In fact, once he steps away from the blackboard, the new Barnhardt proves to be quite adept at the variety of existential philosophy espoused by Spanish philosopher José Ortega y Gasset, whose book "Man and Crisis" addresses change as a human phenomenon that only occurs when man is at the precipice. Understanding humanity's immediate crisis in the film, Barnhardt asks Klaatu to "judge us not by what we deserve, but by our potential." He later advises Benson to keep working on Klaatu. "Change his mind," he advises his student, "not with reason, but with yourself." Cleese's very serious and convincing performance probably won't get him an Academy Award, but there is always the Templeton Prize for Progress Toward Research or Discoveries about Spiritual Realities.
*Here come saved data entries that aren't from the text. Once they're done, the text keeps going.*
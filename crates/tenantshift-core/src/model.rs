//! The service-instance record and everything it carries between foundations.
//!
//! A `ServiceInstance` is built fresh per export, written to disk, read back on
//! import and then dropped. Field names are part of the on-disk format.

use std::collections::{BTreeMap, BTreeSet};

use serde::{Deserialize, Serialize};
use serde_json::Value;

use crate::error::Result;
use crate::units::normalize_size;

/// Credentials, parameters and other free-form JSON objects.
pub type CredentialMap = serde_json::Map<String, Value>;

/// Whether an instance is broker-managed or supplied by the tenant.
#[derive(Debug, Clone, Copy, PartialEq, Eq, Hash, Serialize, Deserialize, Default)]
pub enum InstanceType {
    /// Provisioned by a service broker
    #[default]
    #[serde(rename = "managed")]
    Managed,
    /// Credentials supplied directly by the tenant
    #[serde(rename = "user-provided")]
    UserProvided,
}

impl std::fmt::Display for InstanceType {
    fn fmt(&self, f: &mut std::fmt::Formatter<'_>) -> std::fmt::Result {
        match self {
            InstanceType::Managed => write!(f, "managed"),
            InstanceType::UserProvided => write!(f, "user-provided"),
        }
    }
}

/// A service instance as exported from the source foundation.
#[derive(Debug, Clone, PartialEq, Serialize, Deserialize, Default)]
pub struct ServiceInstance {
    /// Name, unique within its space
    pub name: String,
    /// GUID on the source foundation
    pub guid: String,
    /// Managed or user-provided
    #[serde(rename = "type")]
    pub instance_type: InstanceType,
    /// GUID of the owning space on the source foundation
    #[serde(default)]
    pub space_guid: String,
    /// Instance tags
    #[serde(default)]
    pub tags: Vec<String>,
    /// Provisioning parameters as reported by the broker
    #[serde(default)]
    pub params: CredentialMap,
    /// Credentials (user-provided instances, or captured from the broker)
    #[serde(default)]
    pub credentials: CredentialMap,
    /// Plan name
    #[serde(default)]
    pub plan: String,
    /// Service offering label
    #[serde(default)]
    pub service: String,
    /// Broker dashboard URL
    #[serde(default, skip_serializing_if = "Option::is_none")]
    pub dashboard_url: Option<String>,
    /// Route service URL
    #[serde(default, skip_serializing_if = "Option::is_none")]
    pub route_service_url: Option<String>,
    /// Syslog drain URL
    #[serde(default, skip_serializing_if = "Option::is_none")]
    pub syslog_drain_url: Option<String>,
    /// Bindings to applications
    #[serde(default)]
    pub bindings: Vec<ServiceBinding>,
    /// Service keys
    #[serde(default)]
    pub keys: Vec<ServiceKey>,
    /// Application name keyed by binding GUID
    #[serde(default)]
    pub apps: BTreeMap<String, String>,
    /// Manifest of every application bound to this instance
    #[serde(default, skip_serializing_if = "Option::is_none")]
    pub manifest: Option<Manifest>,
}

impl ServiceInstance {
    /// Returns true for user-provided instances.
    pub fn is_user_provided(&self) -> bool {
        self.instance_type == InstanceType::UserProvided
    }

    /// Distinct application GUIDs across all bindings, in stable order.
    pub fn bound_app_guids(&self) -> Vec<String> {
        let unique: BTreeSet<&str> = self.bindings.iter().map(|b| b.app_guid.as_str()).collect();
        unique.into_iter().map(str::to_string).collect()
    }

    /// Name of the application a binding belongs to, if recorded.
    pub fn app_name_for_binding(&self, binding_guid: &str) -> Option<&str> {
        self.apps.get(binding_guid).map(String::as_str)
    }

    /// Label used when reporting on this instance: service label, or the type
    /// for user-provided instances.
    pub fn service_label(&self) -> String {
        if self.service.is_empty() {
            self.instance_type.to_string()
        } else {
            self.service.clone()
        }
    }
}

/// A binding between a service instance and an application.
#[derive(Debug, Clone, PartialEq, Serialize, Deserialize, Default)]
pub struct ServiceBinding {
    /// Binding GUID
    pub guid: String,
    /// Optional binding name
    #[serde(default, skip_serializing_if = "Option::is_none")]
    pub name: Option<String>,
    /// GUID of the bound application
    pub app_guid: String,
    /// GUID of the bound service instance
    pub service_instance_guid: String,
    /// Binding credentials
    #[serde(default)]
    pub credentials: CredentialMap,
    /// Volume mount payload for volume services
    #[serde(default, skip_serializing_if = "Option::is_none")]
    pub volume_mounts: Option<Value>,
}

/// A broker-issued credential set not bound to any application.
#[derive(Debug, Clone, PartialEq, Serialize, Deserialize, Default)]
pub struct ServiceKey {
    /// Key GUID
    pub guid: String,
    /// Key name
    pub name: String,
    /// GUID of the owning service instance
    pub service_instance_guid: String,
    /// Key credentials
    #[serde(default)]
    pub credentials: CredentialMap,
}

/// An application manifest (`applications:` document).
#[derive(Debug, Clone, PartialEq, Serialize, Deserialize, Default)]
pub struct Manifest {
    /// Applications described by this manifest
    #[serde(default)]
    pub applications: Vec<Application>,
}

impl Manifest {
    /// Normalizes every application's memory and disk to `<int><M|G>`.
    pub fn normalize(&mut self) -> Result<()> {
        for app in &mut self.applications {
            app.normalize()?;
        }
        Ok(())
    }
}

/// One application entry in a manifest. Read from the source, never written back.
#[derive(Debug, Clone, PartialEq, Serialize, Deserialize, Default)]
pub struct Application {
    /// Application name
    pub name: String,
    /// Buildpacks, in detection order
    #[serde(default, skip_serializing_if = "Vec::is_empty")]
    pub buildpacks: Vec<String>,
    /// Docker image, when the app is not buildpack-based
    #[serde(default, skip_serializing_if = "Option::is_none")]
    pub docker: Option<DockerImage>,
    /// Stack name
    #[serde(default, skip_serializing_if = "Option::is_none")]
    pub stack: Option<String>,
    /// Memory limit
    #[serde(default, skip_serializing_if = "Option::is_none")]
    pub memory: Option<String>,
    /// Disk quota
    #[serde(default, skip_serializing_if = "Option::is_none")]
    pub disk_quota: Option<String>,
    /// Instance count
    #[serde(default, skip_serializing_if = "Option::is_none")]
    pub instances: Option<u32>,
    /// Health check type (port, process, http)
    #[serde(
        default,
        rename = "health-check-type",
        skip_serializing_if = "Option::is_none"
    )]
    pub health_check_type: Option<String>,
    /// Endpoint for http health checks
    #[serde(
        default,
        rename = "health-check-http-endpoint",
        skip_serializing_if = "Option::is_none"
    )]
    pub health_check_http_endpoint: Option<String>,
    /// Start timeout in seconds
    #[serde(default, skip_serializing_if = "Option::is_none")]
    pub timeout: Option<u32>,
    /// Routes mapped to the application
    #[serde(default, skip_serializing_if = "Vec::is_empty")]
    pub routes: Vec<RouteEntry>,
    /// Names of bound service instances
    #[serde(default, skip_serializing_if = "Vec::is_empty")]
    pub services: Vec<String>,
}

impl Application {
    /// Normalizes memory and disk quota to `<int><M|G>`.
    pub fn normalize(&mut self) -> Result<()> {
        if let Some(memory) = &self.memory {
            self.memory = Some(normalize_size(memory)?);
        }
        if let Some(disk) = &self.disk_quota {
            self.disk_quota = Some(normalize_size(disk)?);
        }
        Ok(())
    }
}

/// Docker image reference.
#[derive(Debug, Clone, PartialEq, Eq, Serialize, Deserialize, Default)]
pub struct DockerImage {
    /// Image reference
    pub image: String,
    /// Registry user, if any
    #[serde(default, skip_serializing_if = "Option::is_none")]
    pub username: Option<String>,
}

/// A route entry in a manifest.
#[derive(Debug, Clone, PartialEq, Eq, Serialize, Deserialize, Default)]
pub struct RouteEntry {
    /// Fully qualified route, e.g. `app.apps.example.com/path`
    pub route: String,
}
The film's special effects play a big part in making very strange things seem either believable or acceptably beyond belief. One kudo for the designers is GORT. The original movie's visuals are, of course, rudimentary compared with today's standards, but the strange images of GORT and the flying saucer are enduring cultural icons. The saucer is replaced by spheres in the new movie, and GORT is much larger and less creaky. But the robot's basic design, especially its visor and laser eye, is essentially the same—an effective salute to the accomplishment of the 1951 effects crew.

Perhaps most important, the remake manages to address man's dangerous intrusion on nature without any overt environmental moralizing. The highly effective "show, don't tell" approach is taken, for example, at the point when all the world's power is sapped and cars, oil rigs, army tanks, factories, and refineries are shown grinding to a halt around the world. The opening scene speaks eloquently—a high-altitude mountain climber who is about to be genetically sampled for the later creation of Klaatu is shown melting a scoop of mountain snow over a Sterno can in his tent.

The possibility of life beyond Earth provided a fresh perspective to the Cold War-era classic. At a time when most U.S. films pitted Western standards of good against a thinly veiled metaphor for the Soviet state as evil, the original "The Day the Earth Stood Still" managed to step back from the canvas. It portrayed the evil "other" as us. All of humanity. That perspective is rather hard to get in 2008, given the global jumble in perceptions of good and evil. Instead, the remake reaches from the outer galaxies into a seemingly doomed world and pulls forth something purely good. And it's us.